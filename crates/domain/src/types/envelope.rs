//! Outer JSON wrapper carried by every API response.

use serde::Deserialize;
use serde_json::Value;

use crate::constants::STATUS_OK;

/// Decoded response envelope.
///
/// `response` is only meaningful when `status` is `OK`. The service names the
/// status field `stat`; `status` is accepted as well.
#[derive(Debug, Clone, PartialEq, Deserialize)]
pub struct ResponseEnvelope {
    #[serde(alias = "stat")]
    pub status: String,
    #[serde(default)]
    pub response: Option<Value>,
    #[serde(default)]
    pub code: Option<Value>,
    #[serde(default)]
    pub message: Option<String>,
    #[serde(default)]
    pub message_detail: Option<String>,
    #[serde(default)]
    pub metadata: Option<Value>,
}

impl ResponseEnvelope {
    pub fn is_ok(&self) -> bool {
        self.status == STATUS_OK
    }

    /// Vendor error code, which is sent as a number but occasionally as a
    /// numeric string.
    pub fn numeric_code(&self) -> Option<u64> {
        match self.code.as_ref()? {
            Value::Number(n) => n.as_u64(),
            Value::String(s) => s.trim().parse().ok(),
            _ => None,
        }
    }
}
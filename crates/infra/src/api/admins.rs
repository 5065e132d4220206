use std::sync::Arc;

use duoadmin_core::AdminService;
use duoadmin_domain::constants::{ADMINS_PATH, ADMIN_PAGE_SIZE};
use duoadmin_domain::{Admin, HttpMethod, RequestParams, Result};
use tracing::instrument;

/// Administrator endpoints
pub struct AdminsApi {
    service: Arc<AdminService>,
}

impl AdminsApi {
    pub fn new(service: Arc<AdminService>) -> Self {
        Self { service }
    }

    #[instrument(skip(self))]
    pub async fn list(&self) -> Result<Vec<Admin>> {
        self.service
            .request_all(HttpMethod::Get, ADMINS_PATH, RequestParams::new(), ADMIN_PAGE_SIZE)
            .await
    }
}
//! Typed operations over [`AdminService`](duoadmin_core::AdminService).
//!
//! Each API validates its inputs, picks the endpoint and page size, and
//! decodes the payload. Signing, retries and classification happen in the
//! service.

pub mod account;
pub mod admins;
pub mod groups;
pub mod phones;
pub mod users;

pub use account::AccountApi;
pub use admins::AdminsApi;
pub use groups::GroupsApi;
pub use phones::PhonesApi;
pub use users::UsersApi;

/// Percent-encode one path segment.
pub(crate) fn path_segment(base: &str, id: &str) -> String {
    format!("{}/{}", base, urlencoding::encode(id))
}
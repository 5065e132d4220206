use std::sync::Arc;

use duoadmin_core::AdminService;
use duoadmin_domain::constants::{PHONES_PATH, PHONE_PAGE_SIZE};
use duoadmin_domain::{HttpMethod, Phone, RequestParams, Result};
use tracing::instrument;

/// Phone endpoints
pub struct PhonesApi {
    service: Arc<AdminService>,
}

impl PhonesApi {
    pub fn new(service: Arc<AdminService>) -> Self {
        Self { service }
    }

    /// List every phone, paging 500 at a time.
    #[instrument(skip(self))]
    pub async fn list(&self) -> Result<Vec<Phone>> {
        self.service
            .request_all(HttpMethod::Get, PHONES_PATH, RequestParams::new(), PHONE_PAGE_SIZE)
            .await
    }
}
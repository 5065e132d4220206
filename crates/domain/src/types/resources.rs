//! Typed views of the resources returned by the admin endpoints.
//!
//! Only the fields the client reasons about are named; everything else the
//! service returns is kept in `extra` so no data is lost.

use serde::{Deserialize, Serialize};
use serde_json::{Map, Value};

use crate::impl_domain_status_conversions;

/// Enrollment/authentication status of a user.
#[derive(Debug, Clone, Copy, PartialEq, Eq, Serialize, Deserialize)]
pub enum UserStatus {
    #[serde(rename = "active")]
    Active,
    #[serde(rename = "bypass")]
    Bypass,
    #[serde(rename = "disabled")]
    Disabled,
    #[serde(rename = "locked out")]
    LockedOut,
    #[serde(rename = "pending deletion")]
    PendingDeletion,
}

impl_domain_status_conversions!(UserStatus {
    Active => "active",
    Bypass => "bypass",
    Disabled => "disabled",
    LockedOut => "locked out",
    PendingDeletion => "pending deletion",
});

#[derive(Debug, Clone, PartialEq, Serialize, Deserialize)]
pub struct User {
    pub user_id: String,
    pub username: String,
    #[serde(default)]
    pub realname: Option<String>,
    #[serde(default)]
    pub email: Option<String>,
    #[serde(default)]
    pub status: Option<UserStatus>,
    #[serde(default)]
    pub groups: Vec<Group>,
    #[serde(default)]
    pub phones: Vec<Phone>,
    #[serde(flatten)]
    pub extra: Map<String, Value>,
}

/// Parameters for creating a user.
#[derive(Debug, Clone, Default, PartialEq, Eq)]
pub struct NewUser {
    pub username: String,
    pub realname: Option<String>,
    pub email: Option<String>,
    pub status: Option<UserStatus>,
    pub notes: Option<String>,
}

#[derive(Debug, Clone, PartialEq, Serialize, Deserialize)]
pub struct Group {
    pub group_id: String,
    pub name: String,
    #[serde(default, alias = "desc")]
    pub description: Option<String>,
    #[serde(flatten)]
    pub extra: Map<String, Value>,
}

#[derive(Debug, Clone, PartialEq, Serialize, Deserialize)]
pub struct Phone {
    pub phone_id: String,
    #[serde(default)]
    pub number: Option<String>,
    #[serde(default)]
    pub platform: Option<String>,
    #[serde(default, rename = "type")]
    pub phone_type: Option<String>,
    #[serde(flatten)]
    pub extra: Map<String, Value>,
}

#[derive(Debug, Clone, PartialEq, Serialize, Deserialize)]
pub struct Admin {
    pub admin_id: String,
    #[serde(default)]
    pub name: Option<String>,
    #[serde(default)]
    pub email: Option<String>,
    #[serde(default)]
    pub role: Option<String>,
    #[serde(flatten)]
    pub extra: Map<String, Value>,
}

▸ EXERCISE REQUIREMENTS: Nothing should be left out: repeat all of the data exactly.

▸ WRITTEN RESPONSE:
filename crates/domain/src/types/envelope.rs
//! Outer JSON wrapper carried by every API response.

use serde::Deserialize;
use serde_json::Value;

use crate::constants::STATUS_OK;

/// Decoded response envelope.
///
/// `response` is only meaningful when `status` is `OK`. The service names the
/// status field `stat`; `status` is accepted as well.
#[derive(Debug, Clone, PartialEq, Deserialize)]
pub struct ResponseEnvelope {
    #[serde(alias = "stat")]
    pub status: String,
    #[serde(default)]
    pub response: Option<Value>,
    #[serde(default)]
    pub code: Option<Value>,
    #[serde(default)]
    pub message: Option<String>,
    #[serde(default)]
    pub message_detail: Option<String>,
    #[serde(default)]
    pub metadata: Option<Value>,
}

impl ResponseEnvelope {
    pub fn is_ok(&self) -> bool {
        self.status == STATUS_OK
    }

    /// Vendor error code, which is sent as a number but occasionally as a
    /// numeric string.
    pub fn numeric_code(&self) -> Option<u64> {
        match self.code.as_ref()? {
            Value::Number(n) => n.as_u64(),
            Value::String(s) => s.trim().parse().ok(),
            _ => None,
        }
    }
}
filename crates/infra/src/api/admins.rs
repository 5065e132d4220206
use std::sync::Arc;

use duoadmin_core::AdminService;
use duoadmin_domain::constants::{ADMINS_PATH, ADMIN_PAGE_SIZE};
use duoadmin_domain::{Admin, HttpMethod, RequestParams, Result};
use tracing::instrument;

/// Administrator endpoints
pub struct AdminsApi {
    service: Arc<AdminService>,
}

impl AdminsApi {
    pub fn new(service: Arc<AdminService>) -> Self {
        Self { service }
    }

    #[instrument(skip(self))]
    pub async fn list(&self) -> Result<Vec<Admin>> {
        self.service
            .request_all(HttpMethod::Get, ADMINS_PATH, RequestParams::new(), ADMIN_PAGE_SIZE)
            .await
    }
}
//! Typed operations over [`AdminService`](duoadmin_core::AdminService).
//!
//! Each API validates its inputs, picks the endpoint and page size, and
//! decodes the payload. Signing, retries and classification happen in the
//! service.

pub mod account;
pub mod admins;
pub mod groups;
pub mod phones;
pub mod users;

pub use account::AccountApi;
pub use admins::AdminsApi;
pub use groups::GroupsApi;
pub use phones::PhonesApi;
pub use users::UsersApi;

/// Percent-encode one path segment.
pub(crate) fn path_segment(base: &str, id: &str) -> String {
    format!("{}/{}", base, urlencoding::encode(id))
}
repository 5065e132d4220206
use std::sync::Arc;

use duoadmin_core::AdminService;
use duoadmin_domain::constants::{PHONES_PATH, PHONE_PAGE_SIZE};
use duoadmin_domain::{HttpMethod, Phone, RequestParams, Result};
use tracing::instrument;

/// Phone endpoints
pub struct PhonesApi {
    service: Arc<AdminService>,
}

impl PhonesApi {
    pub fn new(service: Arc<AdminService>) -> Self {
        Self { service }
    }

    /// List every phone, paging 500 at a time.
    #[instrument(skip(self))]
    pub async fn list(&self) -> Result<Vec<Phone>> {
        self.service
            .request_all(HttpMethod::Get, PHONES_PATH, RequestParams::new(), PHONE_PAGE_SIZE)
            .await
    }
}
repository 5065e132d4220206
filename crates/domain/src/types/resources.rs
//! Typed views of the resources returned by the admin endpoints.
//!
//! Only the fields the client reasons about are named; everything else the
//! service returns is kept in `extra` so no data is lost.

use serde::{Deserialize, Serialize};
use serde_json::{Map, Value};

use crate::impl_domain_status_conversions;

/// Enrollment/authentication status of a user.
#[derive(Debug, Clone, Copy, PartialEq, Eq, Serialize, Deserialize)]
pub enum UserStatus {
    #[serde(rename = "active")]
    Active,
    #[serde(rename = "bypass")]
    Bypass,
    #[serde(rename = "disabled")]
    Disabled,
    #[serde(rename = "locked out")]
    LockedOut,
    #[serde(rename = "pending deletion")]
    PendingDeletion,
}

impl_domain_status_conversions!(UserStatus {
    Active => "active",
    Bypass => "bypass",
    Disabled => "disabled",
    LockedOut => "locked out",
    PendingDeletion => "pending deletion",
});

#[derive(Debug, Clone, PartialEq, Serialize, Deserialize)]
pub struct User {
    pub user_id: String,
    pub username: String,
    #[serde(default)]
    pub realname: Option<String>,
    #[serde(default)]
    pub email: Option<String>,
    #[serde(default)]
    pub status: Option<UserStatus>,
    #[serde(default)]
    pub groups: Vec<Group>,
    #[serde(default)]
    pub phones: Vec<Phone>,
    #[serde(flatten)]
    pub extra: Map<String, Value>,
}

/// Parameters for creating a user.
#[derive(Debug, Clone, Default, PartialEq, Eq)]
pub struct NewUser {
    pub username: String,
    pub realname: Option<String>,
    pub email: Option<String>,
    pub status: Option<UserStatus>,
    pub notes: Option<String>,
}

#[derive(Debug, Clone, PartialEq, Serialize, Deserialize)]
pub struct Group {
    pub group_id: String,
    pub name: String,
    #[serde(default, alias = "desc")]
    pub description: Option<String>,
    #[serde(flatten)]
    pub extra: Map<String, Value>,
}

#[derive(Debug, Clone, PartialEq, Serialize, Deserialize)]
pub struct Phone {
    pub phone_id: String,
    #[serde(default)]
    pub number: Option<String>,
    #[serde(default)]
    pub platform: Option<String>,
    #[serde(default, rename = "type")]
    pub phone_type: Option<String>,
    #[serde(flatten)]
    pub extra: Map<String, Value>,
}

#[derive(Debug, Clone, PartialEq, Serialize, Deserialize)]
pub struct Admin {
    pub admin_id: String,
    #[serde(default)]
    pub name: Option<String>,
    #[serde(default)]
    pub email: Option<String>,
    #[serde(default)]
    pub role: Option<String>,
    #[serde(flatten)]
    pub extra: Map<String, Value>,
}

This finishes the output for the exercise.